Personal information
- Born: 20 November 2002 (age 23) Tallinn, Estonia
- Height: 1.79 m (5 ft 10+1⁄2 in)

Figure skating career
- Country: Estonia
- Discipline: Men's singles
- Coach: Svetlana Varnavskaja
- Skating club: Kristalluisk Figure Skating Club
- Began skating: 2005

Medal record
Estonian Championships
| Gold medal – first place | 2019 Tallinn | Singles |
| Gold medal – first place | 2023 Tallinn | Singles |
| Gold medal – first place | 2024 Tallinn | Singles |
| Gold medal – first place | 2025 Tallinn | Singles |
| Silver medal – second place | 2020 Tallinn | Singles |
| Silver medal – second place | 2026 Tallinn | Singles |
| Bronze medal – third place | 2021 Tallinn | Singles |
| Bronze medal – third place | 2022 Tallinn | Singles |

= Mihhail Selevko =

Estonian figure skater (born 2002)

Mihhail Selevko (born 20 November 2002) is an Estonian figure skater. He is a four-time ISU Challenger Series medalist (2 gold, 2 bronze) and a four-time Estonian national champion (2019, 2023–25).

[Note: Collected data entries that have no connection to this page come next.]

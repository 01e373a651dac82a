//! Keepalive and reconnect supervision.
//!
//! While a tunnel is up, [`supervise`] sends one connection state request
//! per keepalive interval. Consecutive unanswered requests are counted;
//! any answer or other inbound traffic resets the count. Once the count
//! reaches the configured limit the tunnel is considered stale, the
//! supervisor hands over to a reconnect task and exits.
//!
//! The reconnect task tears the old binding down and connects again,
//! sleeping a randomised, growing delay between failed attempts. Only a
//! gateway without free channels ends the loop.

use crate::config::TunnelConfig;
use crate::error::KnxError;
use crate::net::Transport;
use crate::protocol::async_tunnel::WeakConnection;
use core::future::Future;
use core::pin::Pin;
use core::time::Duration;
use rand::Rng;
use tokio::time::{self, Instant, MissedTickBehavior};

/// Growth stops after this many doublings
const MAX_DOUBLINGS: u32 = 16;

/// Randomised exponential backoff between two bounds.
///
/// Attempt `n` waits `min * 2^n * r` with `r` drawn from `[1, 2)`, capped
/// at `max`. Every delay lies within `[min, max]`.
#[derive(Debug, Clone)]
pub struct Backoff {
    min: Duration,
    max: Duration,
    attempt: u32,
}

impl Backoff {
    /// Delays between `min` and `max`; a `max` below `min` is raised to it.
    pub fn new(min: Duration, max: Duration) -> Self {
        Self {
            min,
            max: max.max(min),
            attempt: 0,
        }
    }

    /// Bounds taken from the reconnect delays of `config`
    pub fn from_config(config: &TunnelConfig) -> Self {
        Self::new(config.reconnect_min_delay, config.reconnect_max_delay)
    }

    /// Delay before the next attempt.
    pub fn next_delay(&mut self) -> Duration {
        let jitter: f64 = rand::thread_rng().gen_range(1.0..2.0);
        let growth = f64::from(1u32 << self.attempt.min(MAX_DOUBLINGS));
        self.attempt = self.attempt.saturating_add(1);

        Duration::try_from_secs_f64(self.min.as_secs_f64() * growth * jitter)
            .map_or(self.max, |delay| delay.clamp(self.min, self.max))
    }

    /// Start over from the minimum
    pub fn reset(&mut self) {
        self.attempt = 0;
    }

    /// Delays handed out since the last reset
    pub const fn attempts(&self) -> u32 {
        self.attempt
    }
}

/// Keepalive cycle for one tunnel; exits when the tunnel closes, goes
/// stale, or the connection is dropped.
pub(crate) async fn supervise<T: Transport>(connection: WeakConnection<T>) {
    let Some((period, limit)) = connection
        .upgrade()
        .map(|c| (c.config().keepalive_interval, c.config().missed_alive_limit))
    else {
        return;
    };
    if period.is_zero() {
        knx_log!(warn, "keepalive interval is zero, supervision disabled");
        return;
    }

    let mut ticks = time::interval_at(Instant::now() + period, period);
    ticks.set_missed_tick_behavior(MissedTickBehavior::Delay);

    loop {
        ticks.tick().await;
        let Some(connection) = connection.upgrade() else {
            return;
        };

        match connection.probe_alive().await {
            Ok(()) => knx_log!(trace, "keepalive answered"),
            Err(e) if e.is_not_connected() && !connection.is_connected() => {
                knx_log!(debug, "tunnel closed, keepalive stopped");
                return;
            }
            Err(e) => {
                let missed = connection.record_missed_alive();
                knx_log!(warn, "keepalive unanswered ({missed}/{limit}): {e}");
                if missed >= limit {
                    knx_log!(warn, "{}, reconnecting", KnxError::stale_connection());
                    connection.detach_keepalive();
                    connection.schedule_reconnect();
                    return;
                }
            }
        }
    }
}

/// Boxed so the connect, receive and reconnect futures do not form a
/// recursive type.
pub(crate) fn reconnect_task<T: Transport>(
    connection: WeakConnection<T>,
) -> Pin<Box<dyn Future<Output = ()> + Send>> {
    Box::pin(reconnect(connection))
}

async fn reconnect<T: Transport>(connection: WeakConnection<T>) {
    let mut backoff = {
        let Some(current) = connection.upgrade() else {
            return;
        };
        if current.is_bound() {
            if let Err(e) = current.release().await {
                knx_log!(debug, "teardown before reconnect: {e}");
            }
        }
        if !current.config().auto_reconnect {
            knx_log!(info, "auto reconnect disabled, staying disconnected");
            return;
        }
        Backoff::from_config(current.config())
    };

    loop {
        // no strong reference survives a sleep, so dropping the connection
        // ends the loop
        let result = {
            let Some(current) = connection.upgrade() else {
                return;
            };
            knx_log!(info, "reconnecting to {}", current.config().gateway);
            current.connect().await
        };

        match result {
            Ok(()) => {
                knx_log!(info, "reconnected after {} failed attempts", backoff.attempts());
                return;
            }
            Err(e) if e.is_no_connections_available() => {
                knx_log!(error, "gateway has no free channel, giving up: {e}");
                return;
            }
            Err(e) => {
                let delay = backoff.next_delay();
                knx_log!(warn, "reconnect failed: {e}; next attempt in {delay:?}");
                time::sleep(delay).await;
            }
        }
    }
}

#[cfg(test)]
mod tests {
    use super::*;

    #[test]
    fn test_backoff_stays_within_bounds() {
        let min = Duration::from_secs(15);
        let max = Duration::from_secs(50);
        let mut backoff = Backoff::new(min, max);

        let first = backoff.next_delay();
        assert!(first >= min && first < min * 2);

        for _ in 0..40 {
            let delay = backoff.next_delay();
            assert!(delay >= min && delay <= max);
        }
        assert_eq!(backoff.attempts(), 41);
        assert_eq!(backoff.next_delay(), max);
    }

    #[test]
    fn test_backoff_reset() {
        let mut backoff = Backoff::new(Duration::from_millis(100), Duration::from_secs(10));
        for _ in 0..5 {
            backoff.next_delay();
        }
        backoff.reset();
        assert_eq!(backoff.attempts(), 0);
        assert!(backoff.next_delay() < Duration::from_millis(200));
    }

    #[test]
    fn test_backoff_inverted_bounds() {
        let mut backoff = Backoff::new(Duration::from_secs(5), Duration::from_secs(1));
        assert_eq!(backoff.next_delay(), Duration::from_secs(5));
    }
}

At the junior level, he is the 2019 European Youth Olympic Festival silver medalist and a two-time Estonian junior national champion (2019, 2022).

== Personal life ==
Selevko was born on November 20, 2002, in Tallinn, Estonia. His mother Galina is an accountant and his father Anatoli is a computer programmer. Selevko's older brother, Aleksandr, also represents Estonia internationally in figure skating. He can speak Estonian, Russian, and English fluently, and is also learning Finnish.

He is a student at the South-Eastern Finland University of Applied Sciences in Kouvola, where he studies game design.

== Career ==
=== Early career ===
Selevko began figure skating in 2005, following his older brother into the sport.

He won the Estonian Novice Championships in 2015 and 2016.

=== 2016–17 season: Junior international debut ===
Beginning his season on the junior level at the 2016 Lombardia Trophy, Selevko finished in ninth place. He went on to make his debut on the Junior Grand Prix series, placing twenty-fourth at the 2016 JGP Estonia. He then competed at the 2016 Volvo Open Cup and the 2016 Tallinn Trophy, where he finished thirteenth and ninth, respectively.

At the 2017 Estonian Championships, Selevko placed fifth on the senior level and third on the junior level. He also won the gold medal at the 2017 Jégvirág Cup on the advanced novice level, before closing his season with a bronze medal win at the 2017 Egna Spring Trophy.

=== 2017–18 season ===
Selevko began his season competing on the Junior Grand Prix series, finishing eighteenth at the 2017 JGP Latvia and fifteenth at the 2017 JGP Belarus. Going on to compete at the 2017 Volvo Open Cup and the 2017 Tallinn Trophy, Selevko finished tenth and eleventh, respectively.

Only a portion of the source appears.